### Task statement
Please repeat only the stretch of records running from the first line through the line that contains "impl From<AppError> for".

★ ★ ★ ★ ★ ★ ★

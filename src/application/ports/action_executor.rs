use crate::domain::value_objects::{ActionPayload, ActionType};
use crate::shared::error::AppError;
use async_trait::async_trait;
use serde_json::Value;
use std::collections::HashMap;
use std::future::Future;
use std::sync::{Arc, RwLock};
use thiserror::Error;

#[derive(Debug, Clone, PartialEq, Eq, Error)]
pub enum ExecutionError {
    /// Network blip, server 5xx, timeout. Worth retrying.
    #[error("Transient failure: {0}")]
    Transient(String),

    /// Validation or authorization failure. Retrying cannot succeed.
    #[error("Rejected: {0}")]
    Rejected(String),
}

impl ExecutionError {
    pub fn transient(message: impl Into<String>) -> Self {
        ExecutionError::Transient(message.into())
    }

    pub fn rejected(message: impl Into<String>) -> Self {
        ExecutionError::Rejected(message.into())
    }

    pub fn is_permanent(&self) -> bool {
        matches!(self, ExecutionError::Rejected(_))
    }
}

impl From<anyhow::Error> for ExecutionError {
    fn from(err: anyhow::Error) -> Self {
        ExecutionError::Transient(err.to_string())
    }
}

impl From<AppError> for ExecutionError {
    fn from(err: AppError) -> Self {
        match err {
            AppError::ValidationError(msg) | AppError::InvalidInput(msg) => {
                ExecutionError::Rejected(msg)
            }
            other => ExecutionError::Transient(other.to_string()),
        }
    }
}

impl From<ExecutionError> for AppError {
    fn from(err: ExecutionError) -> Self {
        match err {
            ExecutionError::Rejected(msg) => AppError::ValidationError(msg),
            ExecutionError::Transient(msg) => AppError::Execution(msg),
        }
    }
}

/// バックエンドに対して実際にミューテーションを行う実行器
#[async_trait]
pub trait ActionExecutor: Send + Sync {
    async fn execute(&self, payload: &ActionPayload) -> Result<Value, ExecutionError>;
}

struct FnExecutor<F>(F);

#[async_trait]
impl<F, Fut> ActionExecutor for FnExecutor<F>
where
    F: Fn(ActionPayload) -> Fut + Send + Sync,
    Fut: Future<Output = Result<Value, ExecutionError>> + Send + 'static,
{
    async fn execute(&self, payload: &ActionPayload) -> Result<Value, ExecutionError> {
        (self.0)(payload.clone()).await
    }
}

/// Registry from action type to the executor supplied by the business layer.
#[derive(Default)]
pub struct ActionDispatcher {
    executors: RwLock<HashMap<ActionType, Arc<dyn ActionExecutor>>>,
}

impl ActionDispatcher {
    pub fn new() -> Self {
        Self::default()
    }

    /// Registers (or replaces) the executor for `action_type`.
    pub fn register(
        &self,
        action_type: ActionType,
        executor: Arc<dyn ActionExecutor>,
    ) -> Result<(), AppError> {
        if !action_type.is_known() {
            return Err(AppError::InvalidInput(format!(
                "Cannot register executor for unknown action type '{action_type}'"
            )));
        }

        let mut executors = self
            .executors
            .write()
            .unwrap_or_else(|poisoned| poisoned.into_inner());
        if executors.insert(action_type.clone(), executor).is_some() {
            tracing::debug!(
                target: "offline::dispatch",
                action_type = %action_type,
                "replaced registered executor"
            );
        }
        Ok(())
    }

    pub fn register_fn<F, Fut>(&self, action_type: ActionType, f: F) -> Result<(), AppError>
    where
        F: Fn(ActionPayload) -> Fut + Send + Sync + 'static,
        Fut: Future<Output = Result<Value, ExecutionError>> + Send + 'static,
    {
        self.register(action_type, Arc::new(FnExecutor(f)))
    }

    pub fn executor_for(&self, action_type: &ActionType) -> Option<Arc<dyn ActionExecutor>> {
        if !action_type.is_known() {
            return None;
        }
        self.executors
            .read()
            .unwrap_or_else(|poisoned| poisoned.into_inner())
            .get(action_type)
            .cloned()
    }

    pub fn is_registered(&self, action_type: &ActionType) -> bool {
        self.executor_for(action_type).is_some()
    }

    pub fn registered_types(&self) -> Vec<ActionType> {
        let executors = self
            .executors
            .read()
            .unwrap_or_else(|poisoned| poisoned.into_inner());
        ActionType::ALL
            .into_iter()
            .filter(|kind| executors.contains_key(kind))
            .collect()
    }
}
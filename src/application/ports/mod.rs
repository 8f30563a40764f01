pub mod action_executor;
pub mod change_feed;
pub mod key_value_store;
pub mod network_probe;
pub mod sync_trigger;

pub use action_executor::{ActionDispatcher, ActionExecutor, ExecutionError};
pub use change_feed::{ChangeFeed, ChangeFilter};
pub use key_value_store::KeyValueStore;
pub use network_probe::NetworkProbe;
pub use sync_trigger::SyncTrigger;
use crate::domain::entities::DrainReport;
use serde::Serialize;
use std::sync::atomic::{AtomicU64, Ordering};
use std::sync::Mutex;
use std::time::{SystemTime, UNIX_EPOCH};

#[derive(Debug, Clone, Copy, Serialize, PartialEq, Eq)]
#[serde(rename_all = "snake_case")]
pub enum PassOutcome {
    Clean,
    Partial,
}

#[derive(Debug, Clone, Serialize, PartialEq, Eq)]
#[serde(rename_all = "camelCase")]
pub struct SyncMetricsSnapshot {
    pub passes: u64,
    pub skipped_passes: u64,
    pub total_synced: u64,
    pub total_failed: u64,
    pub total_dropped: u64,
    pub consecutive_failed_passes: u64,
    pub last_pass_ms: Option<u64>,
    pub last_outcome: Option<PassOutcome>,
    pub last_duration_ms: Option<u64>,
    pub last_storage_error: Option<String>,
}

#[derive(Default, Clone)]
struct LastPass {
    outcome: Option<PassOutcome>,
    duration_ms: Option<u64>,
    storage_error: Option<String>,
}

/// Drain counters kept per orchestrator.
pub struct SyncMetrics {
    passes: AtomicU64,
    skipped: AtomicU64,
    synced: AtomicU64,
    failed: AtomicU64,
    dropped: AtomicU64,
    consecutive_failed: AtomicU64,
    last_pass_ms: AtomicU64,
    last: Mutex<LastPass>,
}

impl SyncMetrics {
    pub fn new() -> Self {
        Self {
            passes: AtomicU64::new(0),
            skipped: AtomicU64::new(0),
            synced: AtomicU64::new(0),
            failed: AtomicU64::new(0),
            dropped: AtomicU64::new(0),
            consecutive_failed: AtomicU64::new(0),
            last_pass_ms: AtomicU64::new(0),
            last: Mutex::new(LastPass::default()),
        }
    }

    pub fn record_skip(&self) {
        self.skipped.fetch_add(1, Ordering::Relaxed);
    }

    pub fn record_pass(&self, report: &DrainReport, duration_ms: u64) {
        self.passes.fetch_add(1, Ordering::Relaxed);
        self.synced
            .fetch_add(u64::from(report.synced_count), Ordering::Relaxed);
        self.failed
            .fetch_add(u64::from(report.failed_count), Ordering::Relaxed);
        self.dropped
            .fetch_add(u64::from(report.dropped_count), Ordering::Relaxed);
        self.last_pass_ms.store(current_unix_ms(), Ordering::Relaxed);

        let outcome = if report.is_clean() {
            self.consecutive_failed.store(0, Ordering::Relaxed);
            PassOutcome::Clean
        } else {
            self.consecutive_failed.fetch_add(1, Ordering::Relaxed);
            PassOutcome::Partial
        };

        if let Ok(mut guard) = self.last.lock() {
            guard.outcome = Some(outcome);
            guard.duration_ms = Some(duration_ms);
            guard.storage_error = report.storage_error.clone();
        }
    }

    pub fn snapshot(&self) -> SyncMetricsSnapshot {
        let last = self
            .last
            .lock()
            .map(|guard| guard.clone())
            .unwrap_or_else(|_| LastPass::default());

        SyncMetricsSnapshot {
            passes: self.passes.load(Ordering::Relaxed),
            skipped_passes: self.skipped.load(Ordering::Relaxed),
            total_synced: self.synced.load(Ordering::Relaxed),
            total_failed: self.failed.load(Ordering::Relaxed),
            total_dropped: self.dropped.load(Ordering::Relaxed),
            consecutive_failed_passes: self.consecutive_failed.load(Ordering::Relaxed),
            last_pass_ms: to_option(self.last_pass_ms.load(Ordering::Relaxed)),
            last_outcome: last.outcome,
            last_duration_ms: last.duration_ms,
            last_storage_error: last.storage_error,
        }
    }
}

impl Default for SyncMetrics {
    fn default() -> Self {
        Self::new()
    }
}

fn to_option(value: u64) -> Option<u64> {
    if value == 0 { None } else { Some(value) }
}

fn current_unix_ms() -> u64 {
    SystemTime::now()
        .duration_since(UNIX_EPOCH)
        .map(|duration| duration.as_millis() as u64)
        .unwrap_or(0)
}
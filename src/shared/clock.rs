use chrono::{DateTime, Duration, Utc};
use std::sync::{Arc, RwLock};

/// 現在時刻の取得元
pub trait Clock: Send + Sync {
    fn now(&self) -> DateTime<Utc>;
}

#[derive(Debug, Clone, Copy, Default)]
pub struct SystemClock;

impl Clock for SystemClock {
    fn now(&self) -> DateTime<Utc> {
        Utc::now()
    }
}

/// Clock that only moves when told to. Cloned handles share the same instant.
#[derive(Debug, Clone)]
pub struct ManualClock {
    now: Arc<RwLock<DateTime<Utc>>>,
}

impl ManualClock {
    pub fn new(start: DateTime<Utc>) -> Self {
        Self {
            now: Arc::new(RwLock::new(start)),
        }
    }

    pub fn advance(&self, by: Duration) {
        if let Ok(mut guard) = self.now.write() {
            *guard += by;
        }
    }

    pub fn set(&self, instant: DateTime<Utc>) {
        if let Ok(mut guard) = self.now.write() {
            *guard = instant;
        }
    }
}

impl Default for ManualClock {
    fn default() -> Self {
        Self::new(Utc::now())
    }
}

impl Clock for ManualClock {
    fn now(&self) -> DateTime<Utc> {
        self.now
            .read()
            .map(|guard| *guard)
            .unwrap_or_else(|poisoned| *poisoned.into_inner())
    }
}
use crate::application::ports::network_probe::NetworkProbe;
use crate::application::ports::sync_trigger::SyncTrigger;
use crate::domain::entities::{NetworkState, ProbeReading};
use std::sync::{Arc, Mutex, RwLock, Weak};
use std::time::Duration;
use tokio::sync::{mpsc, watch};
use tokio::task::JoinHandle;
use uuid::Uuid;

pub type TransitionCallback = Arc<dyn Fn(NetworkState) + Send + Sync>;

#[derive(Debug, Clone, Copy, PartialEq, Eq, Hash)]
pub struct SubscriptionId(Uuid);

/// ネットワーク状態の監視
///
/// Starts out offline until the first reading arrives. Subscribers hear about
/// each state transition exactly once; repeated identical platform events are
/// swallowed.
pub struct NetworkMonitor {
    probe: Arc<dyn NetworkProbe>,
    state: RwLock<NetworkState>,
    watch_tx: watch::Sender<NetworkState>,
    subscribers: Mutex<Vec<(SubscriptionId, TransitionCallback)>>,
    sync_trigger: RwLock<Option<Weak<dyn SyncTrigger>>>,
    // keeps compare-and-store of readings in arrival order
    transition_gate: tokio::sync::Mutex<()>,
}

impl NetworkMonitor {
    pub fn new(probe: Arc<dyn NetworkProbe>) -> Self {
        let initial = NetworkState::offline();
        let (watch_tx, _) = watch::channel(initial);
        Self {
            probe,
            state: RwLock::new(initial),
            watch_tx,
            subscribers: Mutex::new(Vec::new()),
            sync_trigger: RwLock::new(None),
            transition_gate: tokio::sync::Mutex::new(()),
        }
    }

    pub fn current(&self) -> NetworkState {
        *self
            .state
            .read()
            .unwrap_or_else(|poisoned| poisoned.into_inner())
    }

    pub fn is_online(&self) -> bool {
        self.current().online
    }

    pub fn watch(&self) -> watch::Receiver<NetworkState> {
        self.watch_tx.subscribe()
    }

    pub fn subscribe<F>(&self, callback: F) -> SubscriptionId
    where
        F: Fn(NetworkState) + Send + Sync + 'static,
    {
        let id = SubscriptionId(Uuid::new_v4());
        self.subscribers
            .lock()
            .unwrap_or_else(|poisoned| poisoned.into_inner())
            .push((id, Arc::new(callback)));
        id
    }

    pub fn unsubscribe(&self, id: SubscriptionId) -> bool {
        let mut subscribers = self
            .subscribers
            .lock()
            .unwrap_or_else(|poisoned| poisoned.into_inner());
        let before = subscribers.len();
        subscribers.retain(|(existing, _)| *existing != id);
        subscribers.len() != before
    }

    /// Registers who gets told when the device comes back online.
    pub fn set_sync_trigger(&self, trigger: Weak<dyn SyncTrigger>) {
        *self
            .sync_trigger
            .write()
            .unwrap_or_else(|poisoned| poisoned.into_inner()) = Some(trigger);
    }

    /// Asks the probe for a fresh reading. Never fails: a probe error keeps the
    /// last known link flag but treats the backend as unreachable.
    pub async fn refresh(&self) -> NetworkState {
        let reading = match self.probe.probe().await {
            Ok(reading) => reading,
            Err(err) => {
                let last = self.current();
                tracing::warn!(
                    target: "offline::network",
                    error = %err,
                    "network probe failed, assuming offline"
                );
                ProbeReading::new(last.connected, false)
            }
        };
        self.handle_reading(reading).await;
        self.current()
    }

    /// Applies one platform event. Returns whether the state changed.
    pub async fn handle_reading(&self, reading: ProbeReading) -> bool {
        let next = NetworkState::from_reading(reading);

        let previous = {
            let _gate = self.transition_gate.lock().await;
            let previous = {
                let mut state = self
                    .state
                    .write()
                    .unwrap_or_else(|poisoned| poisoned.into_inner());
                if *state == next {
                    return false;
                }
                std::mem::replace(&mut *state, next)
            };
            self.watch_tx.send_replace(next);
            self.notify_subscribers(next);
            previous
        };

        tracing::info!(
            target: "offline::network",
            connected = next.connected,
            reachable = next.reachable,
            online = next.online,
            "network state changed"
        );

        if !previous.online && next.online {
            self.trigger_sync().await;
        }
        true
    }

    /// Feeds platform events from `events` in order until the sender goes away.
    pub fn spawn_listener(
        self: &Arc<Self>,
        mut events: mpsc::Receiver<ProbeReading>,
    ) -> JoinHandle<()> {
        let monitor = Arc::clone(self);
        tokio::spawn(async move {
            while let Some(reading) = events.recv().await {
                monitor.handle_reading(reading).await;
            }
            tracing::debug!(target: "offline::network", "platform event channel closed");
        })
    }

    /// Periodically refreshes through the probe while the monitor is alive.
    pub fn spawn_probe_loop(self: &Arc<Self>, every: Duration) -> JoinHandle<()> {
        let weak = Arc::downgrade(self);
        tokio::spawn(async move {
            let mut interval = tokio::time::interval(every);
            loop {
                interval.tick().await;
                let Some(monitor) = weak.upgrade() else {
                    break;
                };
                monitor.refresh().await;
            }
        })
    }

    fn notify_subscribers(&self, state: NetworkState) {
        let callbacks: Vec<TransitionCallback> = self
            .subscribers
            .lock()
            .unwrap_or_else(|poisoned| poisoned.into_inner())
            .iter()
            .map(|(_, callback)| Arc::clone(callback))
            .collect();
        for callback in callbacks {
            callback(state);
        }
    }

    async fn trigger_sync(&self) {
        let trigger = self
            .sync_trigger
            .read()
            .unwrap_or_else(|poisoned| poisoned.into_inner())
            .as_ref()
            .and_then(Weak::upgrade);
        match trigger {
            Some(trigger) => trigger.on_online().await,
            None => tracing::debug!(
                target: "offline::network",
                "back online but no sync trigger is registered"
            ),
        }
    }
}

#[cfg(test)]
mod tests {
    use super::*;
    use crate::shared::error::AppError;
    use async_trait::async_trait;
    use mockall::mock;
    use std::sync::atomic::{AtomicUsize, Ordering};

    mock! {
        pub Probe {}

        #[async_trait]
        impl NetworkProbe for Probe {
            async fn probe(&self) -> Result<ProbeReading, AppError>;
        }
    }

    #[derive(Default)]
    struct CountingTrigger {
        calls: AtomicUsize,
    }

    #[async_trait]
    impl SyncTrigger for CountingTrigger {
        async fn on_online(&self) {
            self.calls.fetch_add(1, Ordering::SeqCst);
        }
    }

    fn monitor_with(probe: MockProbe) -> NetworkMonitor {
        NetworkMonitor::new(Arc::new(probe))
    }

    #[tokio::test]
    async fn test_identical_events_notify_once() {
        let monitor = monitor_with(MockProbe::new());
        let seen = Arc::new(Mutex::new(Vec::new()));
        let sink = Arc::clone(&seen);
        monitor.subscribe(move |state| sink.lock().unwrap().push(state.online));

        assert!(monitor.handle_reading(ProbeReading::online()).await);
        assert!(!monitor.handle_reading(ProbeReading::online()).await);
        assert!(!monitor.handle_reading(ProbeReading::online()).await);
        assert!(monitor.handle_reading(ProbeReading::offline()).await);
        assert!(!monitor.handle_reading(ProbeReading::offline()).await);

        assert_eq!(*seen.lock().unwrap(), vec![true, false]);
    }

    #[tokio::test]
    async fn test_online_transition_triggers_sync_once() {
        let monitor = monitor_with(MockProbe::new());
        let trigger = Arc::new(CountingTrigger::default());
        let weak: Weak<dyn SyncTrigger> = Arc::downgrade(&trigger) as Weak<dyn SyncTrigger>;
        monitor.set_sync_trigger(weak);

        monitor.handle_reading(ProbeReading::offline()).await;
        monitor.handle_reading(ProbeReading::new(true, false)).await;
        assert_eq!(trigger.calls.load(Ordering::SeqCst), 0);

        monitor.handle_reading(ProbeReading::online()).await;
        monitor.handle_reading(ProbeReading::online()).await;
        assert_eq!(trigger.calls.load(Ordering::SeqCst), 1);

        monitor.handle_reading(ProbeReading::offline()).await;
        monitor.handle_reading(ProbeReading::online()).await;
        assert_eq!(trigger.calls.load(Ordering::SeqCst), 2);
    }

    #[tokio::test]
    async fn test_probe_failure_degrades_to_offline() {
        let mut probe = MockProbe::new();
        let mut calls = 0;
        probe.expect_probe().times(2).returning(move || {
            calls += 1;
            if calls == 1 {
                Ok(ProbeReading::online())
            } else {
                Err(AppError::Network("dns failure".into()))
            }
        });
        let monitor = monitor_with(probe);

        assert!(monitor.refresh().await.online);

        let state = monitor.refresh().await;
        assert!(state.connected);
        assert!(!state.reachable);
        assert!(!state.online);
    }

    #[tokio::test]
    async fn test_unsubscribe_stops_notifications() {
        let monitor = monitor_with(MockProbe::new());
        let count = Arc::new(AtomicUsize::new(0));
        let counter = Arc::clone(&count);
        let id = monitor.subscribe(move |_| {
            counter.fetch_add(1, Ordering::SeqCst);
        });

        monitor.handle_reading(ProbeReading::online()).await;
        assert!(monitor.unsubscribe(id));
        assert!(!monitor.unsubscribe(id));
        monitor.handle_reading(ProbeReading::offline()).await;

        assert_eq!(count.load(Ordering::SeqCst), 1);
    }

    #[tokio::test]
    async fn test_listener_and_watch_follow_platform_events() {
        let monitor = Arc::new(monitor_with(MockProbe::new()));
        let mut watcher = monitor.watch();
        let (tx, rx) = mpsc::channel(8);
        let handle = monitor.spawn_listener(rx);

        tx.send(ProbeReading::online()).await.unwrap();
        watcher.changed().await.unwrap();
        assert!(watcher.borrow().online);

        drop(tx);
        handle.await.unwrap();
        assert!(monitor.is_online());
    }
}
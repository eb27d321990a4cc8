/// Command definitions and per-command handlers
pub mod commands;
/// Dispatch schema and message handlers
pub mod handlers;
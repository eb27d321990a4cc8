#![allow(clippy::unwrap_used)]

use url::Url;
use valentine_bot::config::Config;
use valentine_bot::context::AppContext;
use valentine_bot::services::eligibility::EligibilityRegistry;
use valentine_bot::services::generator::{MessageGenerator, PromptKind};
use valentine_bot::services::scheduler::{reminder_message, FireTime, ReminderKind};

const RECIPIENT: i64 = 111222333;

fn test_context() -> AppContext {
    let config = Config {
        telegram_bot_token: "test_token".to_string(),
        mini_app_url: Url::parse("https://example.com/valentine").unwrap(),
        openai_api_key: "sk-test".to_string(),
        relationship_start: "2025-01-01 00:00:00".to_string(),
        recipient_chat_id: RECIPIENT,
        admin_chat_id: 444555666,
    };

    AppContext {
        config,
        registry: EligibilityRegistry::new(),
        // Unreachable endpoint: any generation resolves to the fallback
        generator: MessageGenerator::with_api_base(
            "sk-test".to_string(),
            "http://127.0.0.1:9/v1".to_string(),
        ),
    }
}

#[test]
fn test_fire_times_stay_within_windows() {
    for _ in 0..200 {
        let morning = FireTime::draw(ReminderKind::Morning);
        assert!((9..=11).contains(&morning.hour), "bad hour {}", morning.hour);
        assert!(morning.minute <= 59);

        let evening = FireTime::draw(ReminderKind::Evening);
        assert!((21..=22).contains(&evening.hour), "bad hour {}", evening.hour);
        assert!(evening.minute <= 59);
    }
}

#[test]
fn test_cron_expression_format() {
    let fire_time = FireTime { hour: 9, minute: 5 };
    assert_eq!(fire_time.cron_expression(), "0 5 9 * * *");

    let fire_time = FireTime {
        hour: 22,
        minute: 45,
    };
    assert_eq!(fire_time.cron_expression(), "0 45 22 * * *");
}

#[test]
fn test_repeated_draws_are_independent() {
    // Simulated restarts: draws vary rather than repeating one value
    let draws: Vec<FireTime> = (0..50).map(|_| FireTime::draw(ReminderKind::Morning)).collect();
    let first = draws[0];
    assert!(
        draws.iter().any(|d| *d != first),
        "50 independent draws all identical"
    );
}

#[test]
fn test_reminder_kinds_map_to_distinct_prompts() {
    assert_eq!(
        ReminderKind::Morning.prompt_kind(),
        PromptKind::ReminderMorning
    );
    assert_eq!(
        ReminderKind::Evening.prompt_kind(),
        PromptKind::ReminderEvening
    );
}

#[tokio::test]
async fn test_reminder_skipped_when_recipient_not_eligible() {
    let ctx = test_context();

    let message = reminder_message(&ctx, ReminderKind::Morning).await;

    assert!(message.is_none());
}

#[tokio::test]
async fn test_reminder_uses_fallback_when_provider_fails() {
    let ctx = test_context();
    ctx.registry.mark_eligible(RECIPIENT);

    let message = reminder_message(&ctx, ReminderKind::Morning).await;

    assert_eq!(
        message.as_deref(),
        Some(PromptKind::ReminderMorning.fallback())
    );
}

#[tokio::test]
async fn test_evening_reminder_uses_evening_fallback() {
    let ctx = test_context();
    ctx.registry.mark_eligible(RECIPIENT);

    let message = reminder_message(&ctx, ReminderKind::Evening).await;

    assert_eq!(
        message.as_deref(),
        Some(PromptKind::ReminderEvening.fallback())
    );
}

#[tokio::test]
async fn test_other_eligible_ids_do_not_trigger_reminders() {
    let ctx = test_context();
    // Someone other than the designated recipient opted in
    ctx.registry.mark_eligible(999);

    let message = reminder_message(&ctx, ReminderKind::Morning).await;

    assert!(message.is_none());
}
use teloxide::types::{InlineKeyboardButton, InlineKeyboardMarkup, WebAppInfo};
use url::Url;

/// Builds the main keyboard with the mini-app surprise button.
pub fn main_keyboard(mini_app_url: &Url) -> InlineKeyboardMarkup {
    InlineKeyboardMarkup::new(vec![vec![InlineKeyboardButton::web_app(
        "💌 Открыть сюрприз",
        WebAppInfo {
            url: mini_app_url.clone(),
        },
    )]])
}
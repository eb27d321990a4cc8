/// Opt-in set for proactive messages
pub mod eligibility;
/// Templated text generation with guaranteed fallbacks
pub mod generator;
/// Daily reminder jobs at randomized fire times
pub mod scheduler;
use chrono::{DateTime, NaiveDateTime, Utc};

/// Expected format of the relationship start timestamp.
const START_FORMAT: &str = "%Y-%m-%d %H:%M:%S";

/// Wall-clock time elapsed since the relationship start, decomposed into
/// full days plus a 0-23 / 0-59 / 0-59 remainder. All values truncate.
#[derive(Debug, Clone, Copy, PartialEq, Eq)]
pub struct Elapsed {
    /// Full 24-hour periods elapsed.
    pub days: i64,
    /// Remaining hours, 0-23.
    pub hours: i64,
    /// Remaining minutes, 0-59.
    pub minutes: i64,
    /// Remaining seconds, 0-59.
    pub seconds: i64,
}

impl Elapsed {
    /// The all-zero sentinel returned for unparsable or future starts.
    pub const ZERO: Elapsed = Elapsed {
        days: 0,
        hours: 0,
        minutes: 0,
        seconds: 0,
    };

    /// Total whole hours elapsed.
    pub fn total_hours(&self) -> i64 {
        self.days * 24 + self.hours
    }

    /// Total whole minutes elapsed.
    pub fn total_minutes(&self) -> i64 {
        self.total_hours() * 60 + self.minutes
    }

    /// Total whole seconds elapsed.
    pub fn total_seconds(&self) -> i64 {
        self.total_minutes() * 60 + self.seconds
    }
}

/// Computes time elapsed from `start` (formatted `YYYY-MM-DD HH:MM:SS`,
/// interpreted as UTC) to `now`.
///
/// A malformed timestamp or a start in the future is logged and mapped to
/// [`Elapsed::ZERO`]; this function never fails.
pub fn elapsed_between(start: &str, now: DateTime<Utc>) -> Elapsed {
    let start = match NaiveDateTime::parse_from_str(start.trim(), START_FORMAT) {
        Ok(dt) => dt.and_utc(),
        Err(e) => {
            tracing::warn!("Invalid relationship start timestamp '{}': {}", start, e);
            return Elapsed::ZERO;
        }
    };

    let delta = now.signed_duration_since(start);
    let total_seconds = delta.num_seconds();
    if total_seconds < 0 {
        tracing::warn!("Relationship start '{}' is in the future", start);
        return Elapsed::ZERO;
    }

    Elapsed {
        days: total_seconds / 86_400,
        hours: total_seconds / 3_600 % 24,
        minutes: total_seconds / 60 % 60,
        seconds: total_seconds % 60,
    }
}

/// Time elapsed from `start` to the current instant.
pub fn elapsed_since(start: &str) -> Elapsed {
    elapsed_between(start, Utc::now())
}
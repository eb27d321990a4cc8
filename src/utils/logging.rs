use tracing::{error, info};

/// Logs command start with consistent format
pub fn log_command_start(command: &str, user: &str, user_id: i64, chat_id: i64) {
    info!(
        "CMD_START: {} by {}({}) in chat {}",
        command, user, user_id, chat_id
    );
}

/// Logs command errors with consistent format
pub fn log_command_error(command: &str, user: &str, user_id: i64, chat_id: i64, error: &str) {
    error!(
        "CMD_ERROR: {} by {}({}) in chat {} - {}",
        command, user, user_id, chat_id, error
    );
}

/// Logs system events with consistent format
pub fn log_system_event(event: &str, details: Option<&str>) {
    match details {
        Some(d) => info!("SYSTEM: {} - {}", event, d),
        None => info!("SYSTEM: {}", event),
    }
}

★ ★ ★ ★ ★ ★ ★

### Solution to this problem
filename src/application/ports/action_executor.rs
use crate::domain::value_objects::{ActionPayload, ActionType};
use crate::shared::error::AppError;
use async_trait::async_trait;
use serde_json::Value;
use std::collections::HashMap;
use std::future::Future;
use std::sync::{Arc, RwLock};
use thiserror::Error;

#[derive(Debug, Clone, PartialEq, Eq, Error)]
pub enum ExecutionError {
    /// Network blip, server 5xx, timeout. Worth retrying.
    #[error("Transient failure: {0}")]
    Transient(String),

    /// Validation or authorization failure. Retrying cannot succeed.
    #[error("Rejected: {0}")]
    Rejected(String),
}

impl ExecutionError {
    pub fn transient(message: impl Into<String>) -> Self {
        ExecutionError::Transient(message.into())
    }

    pub fn rejected(message: impl Into<String>) -> Self {
        ExecutionError::Rejected(message.into())
    }

    pub fn is_permanent(&self) -> bool {
        matches!(self, ExecutionError::Rejected(_))
    }
}

impl From<anyhow::Error> for ExecutionError {
    fn from(err: anyhow::Error) -> Self {
        ExecutionError::Transient(err.to_string())
    }
}

impl From<AppError> for ExecutionError {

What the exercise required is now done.